=== Section Start ===

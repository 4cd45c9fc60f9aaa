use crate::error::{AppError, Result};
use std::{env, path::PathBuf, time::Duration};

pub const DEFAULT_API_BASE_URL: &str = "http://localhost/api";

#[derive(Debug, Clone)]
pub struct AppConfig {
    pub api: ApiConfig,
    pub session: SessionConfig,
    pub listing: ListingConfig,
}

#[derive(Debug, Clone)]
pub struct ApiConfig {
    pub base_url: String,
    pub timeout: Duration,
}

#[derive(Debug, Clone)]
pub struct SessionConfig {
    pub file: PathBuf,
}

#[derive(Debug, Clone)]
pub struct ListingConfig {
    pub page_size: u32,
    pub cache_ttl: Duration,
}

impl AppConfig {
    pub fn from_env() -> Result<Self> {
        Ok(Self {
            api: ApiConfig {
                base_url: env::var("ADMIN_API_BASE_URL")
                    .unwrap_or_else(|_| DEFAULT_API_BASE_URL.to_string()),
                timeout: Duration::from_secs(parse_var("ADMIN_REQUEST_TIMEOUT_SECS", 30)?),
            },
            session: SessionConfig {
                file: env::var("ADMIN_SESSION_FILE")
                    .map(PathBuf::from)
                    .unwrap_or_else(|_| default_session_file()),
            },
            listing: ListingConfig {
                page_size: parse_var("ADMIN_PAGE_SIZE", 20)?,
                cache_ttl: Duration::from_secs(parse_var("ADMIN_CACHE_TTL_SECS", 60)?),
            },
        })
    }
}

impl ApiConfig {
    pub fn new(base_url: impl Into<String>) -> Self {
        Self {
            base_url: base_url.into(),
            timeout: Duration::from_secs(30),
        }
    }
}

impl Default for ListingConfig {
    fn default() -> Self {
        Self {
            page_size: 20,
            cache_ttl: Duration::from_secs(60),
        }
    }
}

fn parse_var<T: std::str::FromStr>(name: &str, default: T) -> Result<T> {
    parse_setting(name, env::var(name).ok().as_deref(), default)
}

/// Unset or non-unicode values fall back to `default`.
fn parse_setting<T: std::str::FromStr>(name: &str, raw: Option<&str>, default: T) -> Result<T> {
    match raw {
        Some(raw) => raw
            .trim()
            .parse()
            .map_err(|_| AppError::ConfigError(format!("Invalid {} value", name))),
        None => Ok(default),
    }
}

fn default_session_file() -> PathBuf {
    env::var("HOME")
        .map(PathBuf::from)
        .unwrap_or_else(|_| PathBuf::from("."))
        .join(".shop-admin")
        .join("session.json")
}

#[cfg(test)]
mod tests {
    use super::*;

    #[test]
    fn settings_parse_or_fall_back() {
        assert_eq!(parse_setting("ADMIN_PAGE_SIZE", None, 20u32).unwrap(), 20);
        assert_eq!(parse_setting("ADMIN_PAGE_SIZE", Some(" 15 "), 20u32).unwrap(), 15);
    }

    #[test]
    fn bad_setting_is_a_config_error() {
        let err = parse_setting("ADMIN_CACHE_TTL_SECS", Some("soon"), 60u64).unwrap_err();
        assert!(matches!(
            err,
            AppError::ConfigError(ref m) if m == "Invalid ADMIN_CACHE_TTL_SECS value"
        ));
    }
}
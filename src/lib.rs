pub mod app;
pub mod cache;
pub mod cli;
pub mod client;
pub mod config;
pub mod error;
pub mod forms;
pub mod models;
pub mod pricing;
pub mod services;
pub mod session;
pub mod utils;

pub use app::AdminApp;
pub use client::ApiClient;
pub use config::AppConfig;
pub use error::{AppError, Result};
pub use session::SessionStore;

=== Section End ===
=== Section Start ===

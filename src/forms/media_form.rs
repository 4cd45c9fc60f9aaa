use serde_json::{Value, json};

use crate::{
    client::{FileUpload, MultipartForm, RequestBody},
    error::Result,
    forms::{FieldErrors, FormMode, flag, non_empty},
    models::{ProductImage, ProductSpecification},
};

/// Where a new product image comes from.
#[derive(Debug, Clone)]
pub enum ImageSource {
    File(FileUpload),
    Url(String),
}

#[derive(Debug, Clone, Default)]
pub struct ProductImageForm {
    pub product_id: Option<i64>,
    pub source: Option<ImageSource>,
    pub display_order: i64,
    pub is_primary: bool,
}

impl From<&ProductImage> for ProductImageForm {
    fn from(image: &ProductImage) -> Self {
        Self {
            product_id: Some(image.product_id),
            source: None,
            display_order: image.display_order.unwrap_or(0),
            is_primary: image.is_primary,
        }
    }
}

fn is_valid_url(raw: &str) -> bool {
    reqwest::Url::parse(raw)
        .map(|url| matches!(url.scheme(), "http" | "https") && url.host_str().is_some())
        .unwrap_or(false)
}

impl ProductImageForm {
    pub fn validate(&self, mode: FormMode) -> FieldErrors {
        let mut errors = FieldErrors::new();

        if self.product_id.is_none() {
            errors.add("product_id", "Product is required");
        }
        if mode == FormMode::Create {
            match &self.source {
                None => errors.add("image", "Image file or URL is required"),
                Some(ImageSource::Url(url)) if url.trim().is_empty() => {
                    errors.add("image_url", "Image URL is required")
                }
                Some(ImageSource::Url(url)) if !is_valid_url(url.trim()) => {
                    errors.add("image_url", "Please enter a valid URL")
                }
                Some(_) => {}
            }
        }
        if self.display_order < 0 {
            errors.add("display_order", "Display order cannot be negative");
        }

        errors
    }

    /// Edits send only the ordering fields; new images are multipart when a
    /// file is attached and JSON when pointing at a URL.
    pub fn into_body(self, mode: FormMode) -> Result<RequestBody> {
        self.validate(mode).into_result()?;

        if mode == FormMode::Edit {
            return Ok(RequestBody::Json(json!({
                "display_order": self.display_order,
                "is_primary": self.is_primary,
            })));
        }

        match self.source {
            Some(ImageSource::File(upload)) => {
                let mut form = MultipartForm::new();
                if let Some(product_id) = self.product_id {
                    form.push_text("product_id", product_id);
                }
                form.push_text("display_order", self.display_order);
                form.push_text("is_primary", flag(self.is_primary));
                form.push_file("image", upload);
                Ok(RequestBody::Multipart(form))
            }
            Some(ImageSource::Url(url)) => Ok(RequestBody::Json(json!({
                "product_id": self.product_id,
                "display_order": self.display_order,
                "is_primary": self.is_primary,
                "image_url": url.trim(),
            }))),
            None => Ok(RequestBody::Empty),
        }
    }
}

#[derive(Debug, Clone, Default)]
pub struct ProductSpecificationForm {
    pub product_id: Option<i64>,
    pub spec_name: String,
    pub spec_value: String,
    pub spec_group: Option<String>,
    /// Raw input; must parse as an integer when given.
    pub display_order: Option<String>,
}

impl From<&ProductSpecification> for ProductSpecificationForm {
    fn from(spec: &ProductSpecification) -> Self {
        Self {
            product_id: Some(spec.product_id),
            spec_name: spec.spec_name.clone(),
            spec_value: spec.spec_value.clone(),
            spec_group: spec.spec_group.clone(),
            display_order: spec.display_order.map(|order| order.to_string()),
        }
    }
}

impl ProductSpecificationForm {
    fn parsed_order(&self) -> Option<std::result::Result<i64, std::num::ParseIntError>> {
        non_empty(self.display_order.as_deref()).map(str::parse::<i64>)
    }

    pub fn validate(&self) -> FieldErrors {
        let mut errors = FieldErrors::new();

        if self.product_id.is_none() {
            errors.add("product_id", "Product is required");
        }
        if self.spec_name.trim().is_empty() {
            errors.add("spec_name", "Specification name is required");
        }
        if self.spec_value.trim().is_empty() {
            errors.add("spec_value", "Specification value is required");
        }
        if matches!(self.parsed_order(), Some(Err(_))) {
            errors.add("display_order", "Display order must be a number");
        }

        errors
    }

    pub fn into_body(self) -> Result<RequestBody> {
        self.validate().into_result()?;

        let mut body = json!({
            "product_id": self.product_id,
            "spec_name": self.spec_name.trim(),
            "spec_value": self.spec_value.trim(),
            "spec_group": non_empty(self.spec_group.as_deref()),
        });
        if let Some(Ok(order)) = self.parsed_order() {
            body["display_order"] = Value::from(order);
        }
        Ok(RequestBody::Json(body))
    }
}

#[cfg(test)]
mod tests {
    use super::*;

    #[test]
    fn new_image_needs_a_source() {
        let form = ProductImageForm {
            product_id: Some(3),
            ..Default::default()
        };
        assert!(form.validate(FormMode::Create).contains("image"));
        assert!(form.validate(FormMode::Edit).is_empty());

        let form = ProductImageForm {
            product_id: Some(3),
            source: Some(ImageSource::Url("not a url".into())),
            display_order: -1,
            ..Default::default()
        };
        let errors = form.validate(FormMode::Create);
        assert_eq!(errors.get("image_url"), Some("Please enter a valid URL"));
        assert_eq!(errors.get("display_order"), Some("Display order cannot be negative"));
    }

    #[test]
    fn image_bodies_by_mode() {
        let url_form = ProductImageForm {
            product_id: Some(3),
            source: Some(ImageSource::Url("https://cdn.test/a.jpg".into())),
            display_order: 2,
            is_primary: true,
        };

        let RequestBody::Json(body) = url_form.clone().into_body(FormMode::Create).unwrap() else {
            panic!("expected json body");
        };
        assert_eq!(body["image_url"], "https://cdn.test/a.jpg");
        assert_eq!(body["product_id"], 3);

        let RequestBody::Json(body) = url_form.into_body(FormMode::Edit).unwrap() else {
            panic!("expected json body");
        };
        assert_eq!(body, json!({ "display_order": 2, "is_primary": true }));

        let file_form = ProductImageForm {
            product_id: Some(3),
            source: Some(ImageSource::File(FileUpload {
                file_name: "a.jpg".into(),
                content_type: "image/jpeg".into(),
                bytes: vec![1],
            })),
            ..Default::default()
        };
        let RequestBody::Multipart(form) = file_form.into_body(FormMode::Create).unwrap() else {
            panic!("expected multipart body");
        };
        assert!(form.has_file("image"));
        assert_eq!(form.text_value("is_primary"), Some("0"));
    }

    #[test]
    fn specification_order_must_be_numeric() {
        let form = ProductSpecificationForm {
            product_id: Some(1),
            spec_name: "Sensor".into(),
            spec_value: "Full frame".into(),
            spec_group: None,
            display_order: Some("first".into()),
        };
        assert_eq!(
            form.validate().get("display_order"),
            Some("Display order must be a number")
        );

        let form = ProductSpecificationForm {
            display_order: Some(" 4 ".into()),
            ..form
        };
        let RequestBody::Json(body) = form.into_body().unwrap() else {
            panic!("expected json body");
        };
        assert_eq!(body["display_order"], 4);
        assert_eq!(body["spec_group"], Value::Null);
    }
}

=== Section End ===

Directions.
Within the listing above, give again exactly every line from the line with "pub mod models;" through the line with "pub use session::SessionStore;", both included, and no other line.

Completed task.
pub mod models;
pub mod pricing;
pub mod services;
pub mod session;
pub mod utils;

pub use app::AdminApp;
pub use client::ApiClient;
pub use config::AppConfig;
pub use error::{AppError, Result};
pub use session::SessionStore;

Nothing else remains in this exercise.